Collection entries
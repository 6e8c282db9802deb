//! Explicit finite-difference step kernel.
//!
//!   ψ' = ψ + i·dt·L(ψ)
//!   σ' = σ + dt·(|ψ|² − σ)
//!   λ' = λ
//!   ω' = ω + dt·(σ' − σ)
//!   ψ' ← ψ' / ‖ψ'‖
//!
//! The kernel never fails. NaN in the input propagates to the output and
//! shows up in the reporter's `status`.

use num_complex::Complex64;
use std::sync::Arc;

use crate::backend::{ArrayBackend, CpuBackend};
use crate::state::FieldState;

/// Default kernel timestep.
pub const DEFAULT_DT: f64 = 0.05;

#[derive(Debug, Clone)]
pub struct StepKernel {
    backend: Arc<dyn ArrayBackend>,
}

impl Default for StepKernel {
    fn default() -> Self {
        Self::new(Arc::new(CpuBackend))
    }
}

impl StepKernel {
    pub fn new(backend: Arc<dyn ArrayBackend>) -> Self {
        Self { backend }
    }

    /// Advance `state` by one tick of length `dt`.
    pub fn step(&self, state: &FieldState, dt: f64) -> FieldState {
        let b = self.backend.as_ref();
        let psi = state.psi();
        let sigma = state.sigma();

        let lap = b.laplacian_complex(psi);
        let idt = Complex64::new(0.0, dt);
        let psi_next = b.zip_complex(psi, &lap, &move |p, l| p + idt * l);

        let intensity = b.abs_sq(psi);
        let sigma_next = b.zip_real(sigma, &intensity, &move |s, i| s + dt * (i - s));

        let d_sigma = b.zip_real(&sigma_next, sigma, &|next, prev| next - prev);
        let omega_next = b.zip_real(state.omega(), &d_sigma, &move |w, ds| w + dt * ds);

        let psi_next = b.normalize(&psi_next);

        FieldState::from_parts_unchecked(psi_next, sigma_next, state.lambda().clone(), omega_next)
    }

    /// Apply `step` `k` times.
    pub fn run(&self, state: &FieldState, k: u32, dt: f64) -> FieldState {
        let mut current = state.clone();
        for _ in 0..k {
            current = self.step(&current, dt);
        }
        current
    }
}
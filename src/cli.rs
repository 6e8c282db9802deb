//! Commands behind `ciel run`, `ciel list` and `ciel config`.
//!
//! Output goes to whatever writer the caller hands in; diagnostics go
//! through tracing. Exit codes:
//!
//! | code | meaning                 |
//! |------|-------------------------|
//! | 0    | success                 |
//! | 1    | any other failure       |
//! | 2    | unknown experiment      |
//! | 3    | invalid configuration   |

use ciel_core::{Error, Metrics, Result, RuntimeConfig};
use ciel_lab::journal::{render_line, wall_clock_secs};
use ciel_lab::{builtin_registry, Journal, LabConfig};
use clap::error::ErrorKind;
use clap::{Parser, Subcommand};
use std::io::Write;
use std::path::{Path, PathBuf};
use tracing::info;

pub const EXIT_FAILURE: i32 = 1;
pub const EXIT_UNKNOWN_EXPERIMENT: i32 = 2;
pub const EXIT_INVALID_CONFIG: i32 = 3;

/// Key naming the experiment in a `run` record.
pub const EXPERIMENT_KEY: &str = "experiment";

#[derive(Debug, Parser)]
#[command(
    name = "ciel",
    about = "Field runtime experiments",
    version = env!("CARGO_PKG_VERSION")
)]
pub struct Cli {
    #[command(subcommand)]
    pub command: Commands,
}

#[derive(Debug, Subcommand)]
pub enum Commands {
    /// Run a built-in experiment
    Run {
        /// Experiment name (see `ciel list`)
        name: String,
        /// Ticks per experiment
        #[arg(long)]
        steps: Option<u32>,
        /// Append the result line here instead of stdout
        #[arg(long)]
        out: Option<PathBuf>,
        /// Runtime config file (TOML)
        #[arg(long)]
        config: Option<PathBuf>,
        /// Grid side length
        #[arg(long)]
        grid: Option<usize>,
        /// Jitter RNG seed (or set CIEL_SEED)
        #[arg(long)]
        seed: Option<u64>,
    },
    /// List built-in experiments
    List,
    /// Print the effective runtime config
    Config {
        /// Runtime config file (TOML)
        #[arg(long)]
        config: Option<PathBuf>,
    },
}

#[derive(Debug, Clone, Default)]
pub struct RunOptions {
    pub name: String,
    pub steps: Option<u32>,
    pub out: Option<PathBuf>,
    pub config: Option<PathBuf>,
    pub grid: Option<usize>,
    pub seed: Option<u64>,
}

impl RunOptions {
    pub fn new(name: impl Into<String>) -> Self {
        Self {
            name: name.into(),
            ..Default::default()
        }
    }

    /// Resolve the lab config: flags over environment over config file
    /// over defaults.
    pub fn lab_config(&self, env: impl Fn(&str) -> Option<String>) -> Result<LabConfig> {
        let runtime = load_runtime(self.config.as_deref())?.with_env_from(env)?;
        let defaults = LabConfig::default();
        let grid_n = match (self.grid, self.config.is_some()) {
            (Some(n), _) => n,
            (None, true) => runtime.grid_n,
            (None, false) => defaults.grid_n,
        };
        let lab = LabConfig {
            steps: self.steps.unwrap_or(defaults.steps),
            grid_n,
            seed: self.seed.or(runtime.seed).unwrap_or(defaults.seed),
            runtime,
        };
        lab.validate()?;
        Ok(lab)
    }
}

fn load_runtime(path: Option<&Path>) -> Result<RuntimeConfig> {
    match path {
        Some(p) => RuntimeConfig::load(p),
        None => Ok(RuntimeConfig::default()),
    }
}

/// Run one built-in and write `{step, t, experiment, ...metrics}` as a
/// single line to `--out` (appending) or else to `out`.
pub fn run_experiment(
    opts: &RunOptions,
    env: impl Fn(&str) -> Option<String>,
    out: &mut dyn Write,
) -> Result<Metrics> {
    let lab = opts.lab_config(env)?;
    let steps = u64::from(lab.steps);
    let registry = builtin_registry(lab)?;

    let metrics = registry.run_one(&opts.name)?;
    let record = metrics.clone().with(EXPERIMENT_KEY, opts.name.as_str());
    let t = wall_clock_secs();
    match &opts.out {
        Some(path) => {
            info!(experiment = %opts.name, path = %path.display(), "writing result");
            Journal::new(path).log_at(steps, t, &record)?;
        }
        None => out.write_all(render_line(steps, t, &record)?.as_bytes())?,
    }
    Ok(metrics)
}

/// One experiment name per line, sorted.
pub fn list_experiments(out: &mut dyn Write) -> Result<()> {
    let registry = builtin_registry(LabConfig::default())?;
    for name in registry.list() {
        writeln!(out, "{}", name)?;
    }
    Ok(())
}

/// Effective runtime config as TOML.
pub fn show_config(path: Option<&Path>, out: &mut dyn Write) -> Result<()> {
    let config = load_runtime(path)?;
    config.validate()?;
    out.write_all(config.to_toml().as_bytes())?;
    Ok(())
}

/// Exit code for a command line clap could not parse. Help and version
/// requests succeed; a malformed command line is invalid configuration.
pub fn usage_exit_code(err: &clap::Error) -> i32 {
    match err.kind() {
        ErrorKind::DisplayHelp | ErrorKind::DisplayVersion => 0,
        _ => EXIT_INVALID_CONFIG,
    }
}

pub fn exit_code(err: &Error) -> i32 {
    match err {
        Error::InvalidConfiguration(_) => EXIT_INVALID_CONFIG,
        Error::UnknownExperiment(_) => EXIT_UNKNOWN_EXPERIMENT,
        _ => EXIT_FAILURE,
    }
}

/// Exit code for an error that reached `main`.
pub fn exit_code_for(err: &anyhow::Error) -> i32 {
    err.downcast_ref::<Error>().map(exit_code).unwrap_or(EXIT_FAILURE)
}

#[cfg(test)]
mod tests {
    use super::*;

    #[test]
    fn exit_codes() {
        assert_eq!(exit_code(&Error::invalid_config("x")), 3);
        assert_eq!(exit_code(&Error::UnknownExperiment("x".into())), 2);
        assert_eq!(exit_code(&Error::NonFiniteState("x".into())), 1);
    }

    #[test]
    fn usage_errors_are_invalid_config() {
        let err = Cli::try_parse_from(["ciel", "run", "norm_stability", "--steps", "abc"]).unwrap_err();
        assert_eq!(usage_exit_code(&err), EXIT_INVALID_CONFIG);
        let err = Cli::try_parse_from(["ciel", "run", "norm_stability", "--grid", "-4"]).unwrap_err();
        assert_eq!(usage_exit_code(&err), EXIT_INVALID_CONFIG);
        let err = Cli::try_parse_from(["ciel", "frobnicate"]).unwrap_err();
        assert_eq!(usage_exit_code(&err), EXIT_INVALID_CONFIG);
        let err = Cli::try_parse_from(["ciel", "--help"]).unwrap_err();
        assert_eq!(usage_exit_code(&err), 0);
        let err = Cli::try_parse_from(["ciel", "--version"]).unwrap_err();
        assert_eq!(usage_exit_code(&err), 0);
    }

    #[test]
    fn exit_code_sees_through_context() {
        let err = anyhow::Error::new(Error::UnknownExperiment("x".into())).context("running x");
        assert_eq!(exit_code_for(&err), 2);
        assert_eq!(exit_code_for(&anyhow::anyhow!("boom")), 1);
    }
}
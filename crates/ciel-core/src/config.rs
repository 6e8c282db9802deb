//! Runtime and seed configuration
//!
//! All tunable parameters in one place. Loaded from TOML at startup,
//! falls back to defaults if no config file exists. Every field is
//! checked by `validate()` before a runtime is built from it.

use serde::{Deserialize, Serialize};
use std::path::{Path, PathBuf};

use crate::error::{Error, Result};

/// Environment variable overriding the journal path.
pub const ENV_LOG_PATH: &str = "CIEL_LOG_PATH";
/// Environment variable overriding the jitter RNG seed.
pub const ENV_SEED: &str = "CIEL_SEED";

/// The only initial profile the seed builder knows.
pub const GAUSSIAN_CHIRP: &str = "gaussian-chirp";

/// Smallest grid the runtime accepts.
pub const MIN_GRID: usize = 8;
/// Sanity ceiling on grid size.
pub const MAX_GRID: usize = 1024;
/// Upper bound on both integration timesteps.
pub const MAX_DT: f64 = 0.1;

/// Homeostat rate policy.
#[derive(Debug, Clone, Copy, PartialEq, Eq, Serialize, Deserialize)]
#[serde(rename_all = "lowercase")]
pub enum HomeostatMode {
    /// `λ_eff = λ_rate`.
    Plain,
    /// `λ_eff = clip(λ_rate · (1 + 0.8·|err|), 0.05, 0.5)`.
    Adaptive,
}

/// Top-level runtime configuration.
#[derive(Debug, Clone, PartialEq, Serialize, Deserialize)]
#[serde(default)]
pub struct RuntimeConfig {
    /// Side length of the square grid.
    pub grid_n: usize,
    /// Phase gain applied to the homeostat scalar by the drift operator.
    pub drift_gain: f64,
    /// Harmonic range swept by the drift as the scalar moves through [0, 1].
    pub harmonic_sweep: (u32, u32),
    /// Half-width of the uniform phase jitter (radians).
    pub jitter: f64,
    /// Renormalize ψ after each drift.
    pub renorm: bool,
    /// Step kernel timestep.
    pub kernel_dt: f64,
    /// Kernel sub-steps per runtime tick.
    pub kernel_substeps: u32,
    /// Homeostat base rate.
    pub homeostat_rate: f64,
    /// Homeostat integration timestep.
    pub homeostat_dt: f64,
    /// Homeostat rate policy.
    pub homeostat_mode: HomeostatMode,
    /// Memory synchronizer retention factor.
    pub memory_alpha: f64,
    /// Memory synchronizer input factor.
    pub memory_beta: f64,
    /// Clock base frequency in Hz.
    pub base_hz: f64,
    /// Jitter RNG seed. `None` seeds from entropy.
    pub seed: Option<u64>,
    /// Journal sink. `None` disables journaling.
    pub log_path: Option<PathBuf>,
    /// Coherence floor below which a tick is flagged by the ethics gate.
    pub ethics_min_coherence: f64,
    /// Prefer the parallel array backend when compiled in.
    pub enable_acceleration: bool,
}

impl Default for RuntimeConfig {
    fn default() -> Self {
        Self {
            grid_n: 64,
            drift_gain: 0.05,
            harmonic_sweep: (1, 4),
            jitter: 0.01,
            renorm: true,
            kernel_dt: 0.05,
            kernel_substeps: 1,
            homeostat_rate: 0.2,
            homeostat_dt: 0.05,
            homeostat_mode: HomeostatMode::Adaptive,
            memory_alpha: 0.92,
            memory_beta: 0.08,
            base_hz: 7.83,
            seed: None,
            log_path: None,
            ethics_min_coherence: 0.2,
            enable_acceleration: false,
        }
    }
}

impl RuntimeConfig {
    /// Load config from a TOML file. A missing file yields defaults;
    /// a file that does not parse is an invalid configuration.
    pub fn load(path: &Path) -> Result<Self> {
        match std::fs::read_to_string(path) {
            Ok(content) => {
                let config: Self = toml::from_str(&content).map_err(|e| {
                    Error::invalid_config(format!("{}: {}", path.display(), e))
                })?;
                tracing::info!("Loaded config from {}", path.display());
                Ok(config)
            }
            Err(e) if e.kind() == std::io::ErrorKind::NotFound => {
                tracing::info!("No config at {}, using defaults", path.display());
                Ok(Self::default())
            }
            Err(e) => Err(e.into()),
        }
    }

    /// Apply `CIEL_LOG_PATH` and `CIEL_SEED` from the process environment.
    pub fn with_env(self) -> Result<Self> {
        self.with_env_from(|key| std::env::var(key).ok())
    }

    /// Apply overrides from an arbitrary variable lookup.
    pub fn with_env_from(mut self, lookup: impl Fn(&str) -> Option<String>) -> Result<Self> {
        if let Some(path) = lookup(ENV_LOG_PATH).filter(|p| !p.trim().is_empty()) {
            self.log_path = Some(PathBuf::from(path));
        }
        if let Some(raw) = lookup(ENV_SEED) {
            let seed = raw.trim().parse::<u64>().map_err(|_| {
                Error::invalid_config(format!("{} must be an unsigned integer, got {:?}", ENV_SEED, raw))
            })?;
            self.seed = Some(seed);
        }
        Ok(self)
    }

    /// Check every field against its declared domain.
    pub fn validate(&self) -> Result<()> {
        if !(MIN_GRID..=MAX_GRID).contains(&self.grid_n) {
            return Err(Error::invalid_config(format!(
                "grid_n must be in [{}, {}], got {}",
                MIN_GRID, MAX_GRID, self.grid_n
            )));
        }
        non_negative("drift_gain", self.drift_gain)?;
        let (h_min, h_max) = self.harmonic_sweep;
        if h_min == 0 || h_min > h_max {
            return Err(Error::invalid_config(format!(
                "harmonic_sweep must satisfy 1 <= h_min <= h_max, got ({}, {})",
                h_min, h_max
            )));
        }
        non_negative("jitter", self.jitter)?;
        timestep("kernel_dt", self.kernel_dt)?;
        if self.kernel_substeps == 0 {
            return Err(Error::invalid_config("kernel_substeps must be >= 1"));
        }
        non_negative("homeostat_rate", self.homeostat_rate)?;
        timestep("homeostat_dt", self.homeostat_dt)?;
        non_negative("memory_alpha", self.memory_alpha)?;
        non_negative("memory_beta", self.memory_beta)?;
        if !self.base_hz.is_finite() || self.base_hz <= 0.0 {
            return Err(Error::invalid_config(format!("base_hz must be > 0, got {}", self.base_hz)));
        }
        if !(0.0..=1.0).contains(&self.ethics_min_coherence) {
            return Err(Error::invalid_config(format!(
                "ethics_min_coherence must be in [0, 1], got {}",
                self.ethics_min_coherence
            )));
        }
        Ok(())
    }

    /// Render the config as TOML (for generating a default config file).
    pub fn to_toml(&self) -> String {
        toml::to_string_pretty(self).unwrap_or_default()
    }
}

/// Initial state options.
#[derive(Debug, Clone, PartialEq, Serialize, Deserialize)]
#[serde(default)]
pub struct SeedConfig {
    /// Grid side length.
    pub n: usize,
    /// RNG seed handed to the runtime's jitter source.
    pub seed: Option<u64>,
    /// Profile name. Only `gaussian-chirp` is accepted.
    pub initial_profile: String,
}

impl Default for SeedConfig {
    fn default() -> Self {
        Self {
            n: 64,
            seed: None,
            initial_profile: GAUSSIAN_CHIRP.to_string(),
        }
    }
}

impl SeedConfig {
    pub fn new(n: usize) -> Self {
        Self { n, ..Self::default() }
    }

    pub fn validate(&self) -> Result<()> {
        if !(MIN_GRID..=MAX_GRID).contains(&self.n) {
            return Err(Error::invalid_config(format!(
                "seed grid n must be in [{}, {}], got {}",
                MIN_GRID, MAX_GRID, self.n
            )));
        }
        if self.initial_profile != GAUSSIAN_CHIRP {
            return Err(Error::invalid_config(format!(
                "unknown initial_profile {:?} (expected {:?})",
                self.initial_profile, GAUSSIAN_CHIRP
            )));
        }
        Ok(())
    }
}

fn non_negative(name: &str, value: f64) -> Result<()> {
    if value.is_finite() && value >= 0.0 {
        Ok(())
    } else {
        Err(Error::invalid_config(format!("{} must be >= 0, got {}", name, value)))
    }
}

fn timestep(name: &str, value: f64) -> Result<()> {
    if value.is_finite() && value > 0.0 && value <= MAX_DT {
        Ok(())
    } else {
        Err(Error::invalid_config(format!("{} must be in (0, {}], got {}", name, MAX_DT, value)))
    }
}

§ **Problem statement**: Work out how many lines in the records above contain the word "RunOptions", and reply with that number alone.

§ **Result**: 3